Challenge: Build out and document an economic simulation system for a European university, then move it to a modern web UI
Solution: Reverse engineered the existing code and documented it for publication, then built new functionality for the simulation and the user interface
Impact: Enabled published research funded by the Deutsche Forschungsgemeinschaft (DFG).
Technologies: Java + Swing, then Quarkus, React and Plotly, GraalVM native image, Azure code signing
Produce and Consume
The system allows the simulation of agricultural markets used in a research program of a European university supported by the Deutsche Forschungsgemeinschaft. Agents, producers and consumers interact on the market. Their behaviours can be adjusted and the overall market behaviour observed. Shocks can be introduced to analyse the impact of extrinsic and intrinsic factor changes.
Simulation systems that can be actually used in a research context are fairly complex, in particular, repeatability and randomness need to be reconciled: the system must exhibit random behaviours (within limits) by the agents, but the overall experiment must be repeatable by researchers.

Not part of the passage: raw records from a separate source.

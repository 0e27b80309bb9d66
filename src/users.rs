use axum::extract::rejection::JsonRejection;
use axum::extract::Path;
use axum::routing::{get, put};
use axum::{Extension, Json, Router};
use chrono::Utc;
use pbkdf2::password_hash::{PasswordHasher, SaltString};
use pbkdf2::Pbkdf2;
use rand_core::OsRng;

use crate::err::{Entity, Error, Operation};
use crate::models::{Deleted, Listing, UserChanges, UserPatch, UserPayload, UserRecord};
use crate::store::{SharedStore, StoreError};
use crate::validate::{validate_new_user, validate_user_patch};
use crate::{created, proceeds, Payload};

pub fn routes() -> Router {
    Router::new()
        .route("/users", get(list_users).post(create_user))
        .route("/users/:username", put(update_user).delete(delete_user))
}

fn storage_error(op: Operation) -> impl FnOnce(StoreError) -> Error {
    move |err| Error::from_store(err, Entity::User, op)
}

/// Hashes `password` into a PHC string with a fresh random salt.
pub fn hash_password(password: &str) -> Result<String, Error> {
    let salt = SaltString::generate(&mut OsRng);
    Ok(Pbkdf2.hash_password(password.as_bytes(), &salt)?.to_string())
}

fn into_patch(changes: UserChanges) -> Result<UserPatch, Error> {
    Ok(UserPatch {
        username: changes.username,
        full_name: changes.full_name,
        password_hash: changes
            .password
            .as_deref()
            .map(hash_password)
            .transpose()?,
        role: changes.role,
    })
}

pub async fn list_users(Extension(store): Extension<SharedStore>) -> Payload<Listing<UserRecord>> {
    let users = store
        .find_all_users()
        .await
        .map_err(storage_error(Operation::List))?;
    proceeds(Listing::from(users))
}

pub async fn create_user(
    Extension(store): Extension<SharedStore>,
    payload: Result<Json<UserPayload>, JsonRejection>,
) -> Payload<UserRecord> {
    let Json(payload) = payload?;
    let user = validate_new_user(payload)?;

    let record = UserRecord {
        password_hash: hash_password(&user.password)?,
        username: user.username,
        full_name: user.full_name,
        role: user.role.as_str().to_string(),
        created_date: Utc::now(),
    };
    let stored = store
        .insert_user(record)
        .await
        .map_err(storage_error(Operation::Create))?;
    log::info!("Created {} account {}", stored.role, stored.username);
    created(stored)
}

pub async fn update_user(
    Path(username): Path<String>,
    Extension(store): Extension<SharedStore>,
    payload: Result<Json<UserPayload>, JsonRejection>,
) -> Payload<UserRecord> {
    let Json(payload) = payload?;
    let patch = into_patch(validate_user_patch(payload)?)?;

    let updated = store
        .find_and_update_user(&username, &patch)
        .await
        .map_err(storage_error(Operation::Update))?;
    log::info!("Updated account {}", username);
    proceeds(updated)
}

pub async fn delete_user(
    Path(username): Path<String>,
    Extension(store): Extension<SharedStore>,
) -> Payload<Deleted> {
    store
        .find_and_delete_user(&username)
        .await
        .map_err(storage_error(Operation::Delete))?;
    log::info!("Deleted account {}", username);
    proceeds(Deleted {
        message: "User deleted successfully.".to_string(),
    })
}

As such, the system must produce detailed logs of states and transitions so that the outcomes can be both analysed and verified.
Delivery and Technical Approach
The existing system required extensive reverse engineering: data structures, decision logic, configuration management, user interface, and the end-to-end simulation workflow. Large parts of the internal logic and structures were rewritten as part of making the system maintainable and publishable.

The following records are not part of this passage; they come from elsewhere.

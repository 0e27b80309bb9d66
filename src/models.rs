use chrono::{DateTime, Utc};
use serde::{Deserialize, Deserializer, Serialize};
use serde_with::skip_serializing_none;

/// A request field: `None` when the key is absent, `Some(None)` for an
/// explicit `null`.
pub type Field = Option<Option<String>>;

#[derive(Deserialize)]
#[serde(untagged)]
enum Scalar {
    Text(String),
    Number(serde_json::Number),
}

/// Reads a present field, keeping `null` apart from absence. Numbers are
/// taken as their decimal text, so `"year_level": 1` reads as `"1"`.
fn field<'de, D>(deserializer: D) -> Result<Field, D::Error>
where
    D: Deserializer<'de>,
{
    let value = Option::<Scalar>::deserialize(deserializer)?;
    Ok(Some(value.map(|scalar| match scalar {
        Scalar::Text(text) => text,
        Scalar::Number(number) => number.to_string(),
    })))
}

/// A registered student, as stored and as returned to callers.
///
/// `full_name` is always derived from the four name components and is never
/// taken from a request body.
#[skip_serializing_none]
#[derive(Debug, Clone, PartialEq, Eq, Serialize, Deserialize, sqlx::FromRow)]
pub struct StudentRecord {
    pub student_id: String,
    pub rfid_code: String,
    pub full_name: String,
    pub first_name: String,
    pub middle_name: Option<String>,
    pub last_name: String,
    pub suffix: Option<String>,
    pub year_level: String,
    pub program: String,
    pub course: Option<String>,
    pub school_year: Option<String>,
    pub semester: Option<String>,
    pub photo: Option<String>,
    pub email: Option<String>,
    pub created_by: Option<String>,
    pub created_date: DateTime<Utc>,
}

/// Raw student fields as they arrive over the wire. Every field is optional so
/// the same shape serves registrations and partial updates; the validator
/// decides what presence means.
#[derive(Debug, Clone, Default, Deserialize)]
pub struct StudentPayload {
    #[serde(default, deserialize_with = "field")]
    pub student_id: Field,
    #[serde(default, deserialize_with = "field")]
    pub rfid_code: Field,
    #[serde(default, deserialize_with = "field")]
    pub first_name: Field,
    #[serde(default, deserialize_with = "field")]
    pub middle_name: Field,
    #[serde(default, deserialize_with = "field")]
    pub last_name: Field,
    #[serde(default, deserialize_with = "field")]
    pub suffix: Field,
    #[serde(default, deserialize_with = "field")]
    pub year_level: Field,
    #[serde(default, deserialize_with = "field")]
    pub program: Field,
    #[serde(default, deserialize_with = "field")]
    pub course: Field,
    #[serde(default, deserialize_with = "field")]
    pub school_year: Field,
    #[serde(default, deserialize_with = "field")]
    pub semester: Field,
    #[serde(default, deserialize_with = "field")]
    pub photo: Field,
    #[serde(default, deserialize_with = "field")]
    pub email: Field,
    #[serde(default, deserialize_with = "field")]
    pub created_by: Field,
}

/// A registration that passed validation, before `full_name` is derived.
#[derive(Debug, Clone, PartialEq, Eq)]
pub struct NewStudent {
    pub student_id: String,
    pub rfid_code: String,
    pub first_name: String,
    pub middle_name: Option<String>,
    pub last_name: String,
    pub suffix: Option<String>,
    pub year_level: String,
    pub program: String,
    pub course: Option<String>,
    pub school_year: Option<String>,
    pub semester: Option<String>,
    pub photo: Option<String>,
    pub email: Option<String>,
    pub created_by: Option<String>,
}

/// A validated partial update.
///
/// `None` leaves a field untouched. For optional fields, `Some(None)` clears
/// the stored value.
#[derive(Debug, Clone, Default, PartialEq, Eq)]
pub struct StudentPatch {
    pub student_id: Option<String>,
    pub rfid_code: Option<String>,
    pub first_name: Option<String>,
    pub middle_name: Option<Option<String>>,
    pub last_name: Option<String>,
    pub suffix: Option<Option<String>>,
    pub year_level: Option<String>,
    pub program: Option<String>,
    pub course: Option<Option<String>>,
    pub school_year: Option<Option<String>>,
    pub semester: Option<Option<String>>,
    pub photo: Option<Option<String>>,
    pub email: Option<Option<String>>,
}

impl StudentPatch {
    pub fn is_empty(&self) -> bool {
        self == &StudentPatch::default()
    }

    /// Whether any constituent of `full_name` is being changed.
    pub fn touches_name(&self) -> bool {
        self.first_name.is_some()
            || self.middle_name.is_some()
            || self.last_name.is_some()
            || self.suffix.is_some()
    }
}

/// Which flat code registry an entry belongs to.
#[derive(Debug, Clone, Copy, PartialEq, Eq, Hash)]
pub enum Registry {
    Programs,
    Courses,
}

impl Registry {
    pub fn table(&self) -> &'static str {
        match self {
            Registry::Programs => "programs",
            Registry::Courses => "courses",
        }
    }

    pub fn path(&self) -> &'static str {
        match self {
            Registry::Programs => "/programs",
            Registry::Courses => "/courses",
        }
    }
}

/// A program or course: a code with a human readable description.
#[derive(Debug, Clone, PartialEq, Eq, Serialize, Deserialize, sqlx::FromRow)]
pub struct RegistryEntry {
    pub code: String,
    pub description: String,
    pub created_date: DateTime<Utc>,
}

#[derive(Debug, Clone, Default, Deserialize)]
pub struct EntryPayload {
    #[serde(default, deserialize_with = "field")]
    pub code: Field,
    #[serde(default, deserialize_with = "field")]
    pub description: Field,
}

#[derive(Debug, Clone, PartialEq, Eq)]
pub struct NewEntry {
    pub code: String,
    pub description: String,
}

#[derive(Debug, Clone, Default, PartialEq, Eq)]
pub struct EntryPatch {
    pub code: Option<String>,
    pub description: Option<String>,
}

/// An operator account of the registration desk.
#[derive(Debug, Clone, PartialEq, Eq, Serialize, sqlx::FromRow)]
pub struct UserRecord {
    pub username: String,
    pub full_name: String,
    pub role: String,
    #[serde(skip_serializing)]
    pub password_hash: String,
    pub created_date: DateTime<Utc>,
}

#[derive(Debug, Clone, Copy, PartialEq, Eq, Default)]
pub enum Role {
    Admin,
    #[default]
    Staff,
}

impl Role {
    pub fn as_str(&self) -> &'static str {
        match self {
            Role::Admin => "admin",
            Role::Staff => "staff",
        }
    }

    pub fn parse(raw: &str) -> Option<Role> {
        match raw {
            "admin" => Some(Role::Admin),
            "staff" => Some(Role::Staff),
            _ => None,
        }
    }
}

#[derive(Debug, Clone, Default, Deserialize)]
pub struct UserPayload {
    #[serde(default, deserialize_with = "field")]
    pub username: Field,
    #[serde(default, deserialize_with = "field")]
    pub full_name: Field,
    #[serde(default, deserialize_with = "field")]
    pub password: Field,
    #[serde(default, deserialize_with = "field")]
    pub role: Field,
}

#[derive(Debug, Clone, PartialEq, Eq)]
pub struct NewUser {
    pub username: String,
    pub full_name: String,
    pub password: String,
    pub role: Role,
}

/// Validated user changes, still carrying the plaintext password.
#[derive(Debug, Clone, Default, PartialEq, Eq)]
pub struct UserChanges {
    pub username: Option<String>,
    pub full_name: Option<String>,
    pub password: Option<String>,
    pub role: Option<Role>,
}

/// User changes ready for storage.
#[derive(Debug, Clone, Default, PartialEq, Eq)]
pub struct UserPatch {
    pub username: Option<String>,
    pub full_name: Option<String>,
    pub password_hash: Option<String>,
    pub role: Option<Role>,
}

#[derive(Debug, Clone, Serialize)]
pub struct Listing<T> {
    pub count: usize,
    pub items: Vec<T>,
}

impl<T> From<Vec<T>> for Listing<T> {
    fn from(items: Vec<T>) -> Self {
        Self {
            count: items.len(),
            items,
        }
    }
}

#[derive(Debug, Clone, Serialize)]
pub struct Deleted {
    pub message: String,
}

#[cfg(test)]
mod tests {
    use super::*;

    #[test]
    fn payload_keeps_null_apart_from_absence() {
        let payload: StudentPayload =
            serde_json::from_str(r#"{"last_name": null, "suffix": "Jr"}"#).unwrap();
        assert_eq!(payload.last_name, Some(None));
        assert_eq!(payload.suffix, Some(Some("Jr".into())));
        assert_eq!(payload.first_name, None);
    }

    #[test]
    fn payload_reads_numbers_as_text() {
        let payload: StudentPayload =
            serde_json::from_str(r#"{"year_level": 1, "semester": 2.5}"#).unwrap();
        assert_eq!(payload.year_level, Some(Some("1".into())));
        assert_eq!(payload.semester, Some(Some("2.5".into())));
        assert!(serde_json::from_str::<StudentPayload>(r#"{"program": ["BSCS"]}"#).is_err());
    }
}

Repeatability and Configuration
Repeatability was ensured by keeping the same core Java libraries and deterministic seeding. Configuration was integral to the results: a simulation run and its configuration form a single package. Changing the configuration invalidates the results.
Modernising the UI
The original Java Swing UI was replaced with a web frontend, making the simulator significantly easier to use and more portable for researchers. The web UI was built with modern React and Plotly components.
Separating Simulation from Analytics
A key design element was to separate analytics from simulation:
- Simulation generates time-based events and outcomes.
- Analytics can be executed independently over different time periods.
Results accumulate into an ever-growing database: nothing is recalculated unnecessarily. When a new time period is accessed, only missing analytics are computed and cached.
Distribution and Code Signing
For delivery in restricted research environments, the Java application was also compiled into a native Windows executable using GraalVM, and signed via Azure code signing.
And as markets always get more complex, the agent behaviours as well as the market structure have been expanded to add new kinds of agents and decision functions as well as the ability to simulate multiple markets connected by agents operating on more than one market, with their own set of behaviours and decision functions.